I don’t think I can unhinge my jaw. I want to say, Hello. I miss you. But there is always something else. Someone else. Young and handsome. Tight butt. The way she always liked ‘em, she said. And there is a hand gripping my mouth, pressing my mouth shut. I am seven and he’s twenty seven and I think he broke a tooth. I want her to claw at his back like a madwoman. To tear him off of me and into shreds. I want her to scream and yell and curse and shatter and move and kiss and hug and love and sing and dance and laugh and cry. But she can only hide her bruises. She can only lie in bed.

I wore my favorite shirt. It was light pink with bright red strawberries, fat and soft felt on my tummy. And I remember him knocking the honey off the table and pushing my face into my cereal. Then the floor, and it was grimy and slick. I could see her shoes under the table, patent and shiny. Tapping nervously. The clatter of her fork scraping at the bottom of her plate. The clock.

I want a five more minutes, but I get eternity.
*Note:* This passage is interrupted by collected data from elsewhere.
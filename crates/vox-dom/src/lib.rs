//! vox DOM - Document Object Model
//!
//! Arena-backed DOM tree for the vox screen reader.
//! Nodes are addressed by [`NodeId`] and never move, so a cursor can keep an
//! id across page mutations and later ask the tree whether it is still
//! attached.

mod document;
mod interner;
mod node;
mod operations;
mod tree;

pub use document::Document;
pub use interner::{InternedString, StringInterner};
pub use node::{Attribute, ElementData, Namespace, Node, NodeData, NodeKind, QualName, TextData};
pub use operations::{DomError, DomResult};
pub use tree::{Ancestors, Children, DomTree};

/// Node identifier (index into arena)
#[derive(Debug, Clone, Copy, PartialEq, Eq, Hash, PartialOrd, Ord)]
pub struct NodeId(pub(crate) u32);

impl NodeId {
    /// Root node ID
    pub const ROOT: NodeId = NodeId(0);

    /// Sentinel for "no node"
    pub const NONE: NodeId = NodeId(u32::MAX);

    /// Check this is not the [`NodeId::NONE`] sentinel
    #[inline]
    pub fn is_valid(self) -> bool {
        self != Self::NONE
    }

    /// Arena index
    #[inline]
    pub fn index(self) -> usize {
        self.0 as usize
    }
}

impl std::fmt::Display for NodeId {
    fn fmt(&self, f: &mut std::fmt::Formatter<'_>) -> std::fmt::Result {
        if self.is_valid() {
            write!(f, "#{}", self.0)
        } else {
            write!(f, "#none")
        }
    }
}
I want another story.

Some machine behind her bed falters for a moment before resuming its steady reminder.  Hey. I’m here. I’m alive. I’m still breathing.

I remember my ninth birthday. I spent it in the hospital, blew out a candle that melted green onto a syrupy pancake brought in by a jolly nurse. And when they visited they brought a red balloon and donuts. She didn’t speak to me then. Only he leaned down and kissed me on the cheek. And when I wet the sheets, she slapped me and tore the blanket and hospital gown off of me, leaving me cold, wet and humiliated.

I walk over to her and she rasps into my face. I see the breathing tubes stuck up her nose, pumping oxygen into her deflated self. I pinch the clear airways and the machine protests, buzzing. I want her to open her eyes and look at me.

I’m not broken. I’m still standing, see?

But she doesn’t move. And doesn’t kiss or hug or laugh. She only watches from behind a coffee mug. I can see her big, brown eyes. Blink. Blink. Is there a twitch when she hears the crack of broken bone? It’s indiscernible. She is all knowing but not all powerful.

It hurts me only a little, but I get the syringe from my purse. It’s empty and deadly. I’m sure she’s awake now and her beady eyes are hateful. I pull her arm. It is old and wrinkled and soft. I’m afraid to move her because she smells of rot. But I find her vein through the translucent skin. The needle pierces flesh so easily, as if it’s always belonged there. And just like that, there is emptiness travelling through her and it will stop her heart in one minute. I take my scissors and lean over her. I look into her eyes. They’re a sad and infinite blue. I run my hand through her white hair, matted and coarse, before pressing the tip of the scissors against her scalp. They make a tight, pleasing sound when I snip off a long lock.

I look around before leaving. I have twenty seconds. She has twenty seconds. At last. We share something. Photographs hang all around her room. Of children and pets. And I wonder if they’ve ever had broken arms, those children.

At home pin the hair to my wall, picking its appropriate shade in the gradient of silvers and whites. I elicit a mildly interested look from my roommate. She’s never asked me about my masterpiece, but she tells all of her friends that I am an art student, which is a lie, and that I keep to myself, which is a truth. When she leaves, I open the window and blow the cigarette smoke out into the cool air. I worry now of small things.